La mujer estuvo sola toda la mañana. A las 4pm ya no podía más, le latía el corazón sin ganas, se le nublaba la vista de lo cansada, se sentía asfixiada dentro de su ropa. Entró al baño y se restregó el cuerpo con rabia, con resentimiento y cuando sintió que era demasiado, se tomó el champú - desgraciadamente es uno muy estúpido cuando se trata de suicidarse porque sí -; no lo pudo tragar y en cambió se sintió como el más pequeño de los seres humanos, como la más torpe. Cerró la ducha, salió del baño y se deprimió todavía más cuando vio que eran las 4:15pm. ¡15 malditos minutos! No aguantaba más, prendió el televisor y vio lo que todos vemos. Se le borro la memoria por media hora y cuando despertó seguía triste, sentada frente a un cuadro indiferente a su soledad.

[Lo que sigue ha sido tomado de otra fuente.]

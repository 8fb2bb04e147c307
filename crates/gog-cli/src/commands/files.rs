//! The `add` and `remove` commands

use std::path::{Component, Path, PathBuf};

use gog_core::{Direction, Engine, ingest};

use super::report::ConsoleReporter;
use crate::context::Context;
use crate::error::{CliError, Result};

/// Copy `paths` into the repository and link them back.
pub fn run_add(ctx: &Context, repository: Option<&str>, paths: &[PathBuf]) -> Result<()> {
    let paths = clean_paths(paths, &std::env::current_dir()?)?;
    let root = ctx.open_repository(repository)?;
    let engine = Engine::new(&root, &ctx.config, &ctx.git).track_links(true);

    ingest::add_paths(engine.paths(), &ctx.config.base_dir, &paths)?;

    let mut reporter = ConsoleReporter::new();
    engine.sync(Direction::Link, &paths, &mut reporter)?;
    tracing::debug!(skipped = reporter.failures(), "Added paths");
    Ok(())
}

/// Replace links to `paths` with plain files and drop them from the
/// repository.
pub fn run_remove(ctx: &Context, repository: Option<&str>, paths: &[PathBuf]) -> Result<()> {
    let paths = clean_paths(paths, &std::env::current_dir()?)?;
    let root = ctx.open_repository(repository)?;
    let engine = Engine::new(&root, &ctx.config, &ctx.git);

    let mut reporter = ConsoleReporter::new();
    engine.sync(Direction::Unlink, &paths, &mut reporter)?;

    ingest::remove_paths(engine.paths(), &ctx.config.base_dir, &paths)?;
    Ok(())
}

/// Make `paths` absolute against `cwd` and normalise them, dropping blank
/// arguments.
pub fn clean_paths(paths: &[PathBuf], cwd: &Path) -> Result<Vec<PathBuf>> {
    let cleaned: Vec<PathBuf> = paths
        .iter()
        .filter(|p| !p.as_os_str().to_string_lossy().trim().is_empty())
        .map(|p| normalize(&cwd.join(p)))
        .collect();

    if cleaned.is_empty() {
        return Err(CliError::user("Specify at least one file or directory path"));
    }
    Ok(cleaned)
}

/// Lexically remove `.` and `..` components and redundant separators.
fn normalize(path: &Path) -> PathBuf {
    let mut out = PathBuf::new();
    for component in path.components() {
        match component {
            Component::CurDir => {}
            Component::ParentDir => {
                if !matches!(out.components().next_back(), Some(Component::RootDir) | None) {
                    out.pop();
                }
            }
            other => out.push(other.as_os_str()),
        }
    }
    out
}

#[cfg(test)]
mod tests {
    use super::*;

    #[test]
    fn relative_paths_are_joined_to_cwd() {
        let cleaned = clean_paths(&[PathBuf::from(".bashrc")], Path::new("/home/u")).unwrap();
        assert_eq!(cleaned, vec![PathBuf::from("/home/u/.bashrc")]);
    }

    #[test]
    fn absolute_paths_ignore_cwd() {
        let cleaned = clean_paths(&[PathBuf::from("/etc/hosts")], Path::new("/home/u")).unwrap();
        assert_eq!(cleaned, vec![PathBuf::from("/etc/hosts")]);
    }

    #[test]
    fn dots_are_resolved_lexically() {
        let cleaned = clean_paths(
            &[PathBuf::from("./a/../b//c/."), PathBuf::from("../../../x")],
            Path::new("/home/u"),
        )
        .unwrap();
        assert_eq!(
            cleaned,
            vec![PathBuf::from("/home/u/b/c"), PathBuf::from("/x")]
        );
    }

    #[test]
    fn blank_arguments_are_dropped() {
        let cleaned = clean_paths(
            &[PathBuf::from(""), PathBuf::from("  "), PathBuf::from("a")],
            Path::new("/home/u"),
        )
        .unwrap();
        assert_eq!(cleaned, vec![PathBuf::from("/home/u/a")]);
    }

    #[test]
    fn only_blank_arguments_is_an_error() {
        let result = clean_paths(&[PathBuf::from(" ")], Path::new("/home/u"));
        assert!(matches!(result, Err(CliError::User { .. })));
    }
}
//! Backups of external files that are about to be replaced
//!
//! A backup is the original path renamed in place: the leaf name is hidden
//! with a leading `.` and suffixed with [`BACKUP_SUFFIX`]. Renaming it back
//! restores the original bytes and mode.

use std::ffi::OsString;
use std::fs;
use std::io;
use std::path::{Path, PathBuf};

use crate::constants::BACKUP_SUFFIX;
use crate::{Error, Result};

/// Compute the backup location for `path`.
///
/// `notes.txt` becomes `.notes.txt.gog`; an already hidden `.bashrc` becomes
/// `.bashrc.gog`.
pub fn backup_path(path: &Path) -> PathBuf {
    let name = path.file_name().unwrap_or_default();
    let mut backup = OsString::with_capacity(name.len() + BACKUP_SUFFIX.len() + 1);
    if !name.as_encoded_bytes().starts_with(b".") {
        backup.push(".");
    }
    backup.push(name);
    backup.push(BACKUP_SUFFIX);
    path.with_file_name(backup)
}

/// Whether `path` names a backup file.
pub fn is_backup_path(path: &Path) -> bool {
    path.as_os_str()
        .as_encoded_bytes()
        .ends_with(BACKUP_SUFFIX.as_bytes())
}

/// Move `path` out of the way to its [`backup_path`].
///
/// An existing backup file is replaced, but an existing directory at the
/// backup location is never overwritten.
pub fn backup(path: &Path) -> Result<PathBuf> {
    let target = backup_path(path);

    if fs::symlink_metadata(&target).is_ok_and(|m| m.is_dir()) {
        return Err(Error::Backup {
            path: path.to_path_buf(),
            source: io::Error::new(
                io::ErrorKind::AlreadyExists,
                format!("backup location is a directory: {}", target.display()),
            ),
        });
    }

    fs::rename(path, &target).map_err(|source| Error::Backup {
        path: path.to_path_buf(),
        source,
    })?;

    tracing::debug!(from = %path.display(), to = %target.display(), "Backed up existing path");
    Ok(target)
}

Fue a la sala, se sentó en el gran sofá y se dispuso a perderse por los únicos caminos que creía conocer, pero la memoria ya la tenía gastada de tanto recurrir a ella; sin asombro alguno sintió desde lo más profundo de sí misma cómo la soledad se le iba metiendo entre los dedos de los pies, le subía por la entrepierna, seducía sus muslos, se hundía en su ombligo, acariciaba sus senos. Todo aquello se sentía muy bien. Una libertad infinita se apoderaba de ella y ¡zas!, fue ahí cuando empezó a sentir vértigo, cuando sintió cómo una oscuridad infinita, lenta y pesada le apretaba el cuello, le cegaba los ojos y le tapaba los oídos.
Se sintió tan sola, que lloró. Fue un llanto largo, sin sonido, sin lágrimas, sin pesares, sin nada; un llanto que la dejó seca por dentro, un llanto que la sumió en esa tristeza que no sabía explicar. El último llanto. El llanto de la vida que late inconforme frente a nuestra indiferencia.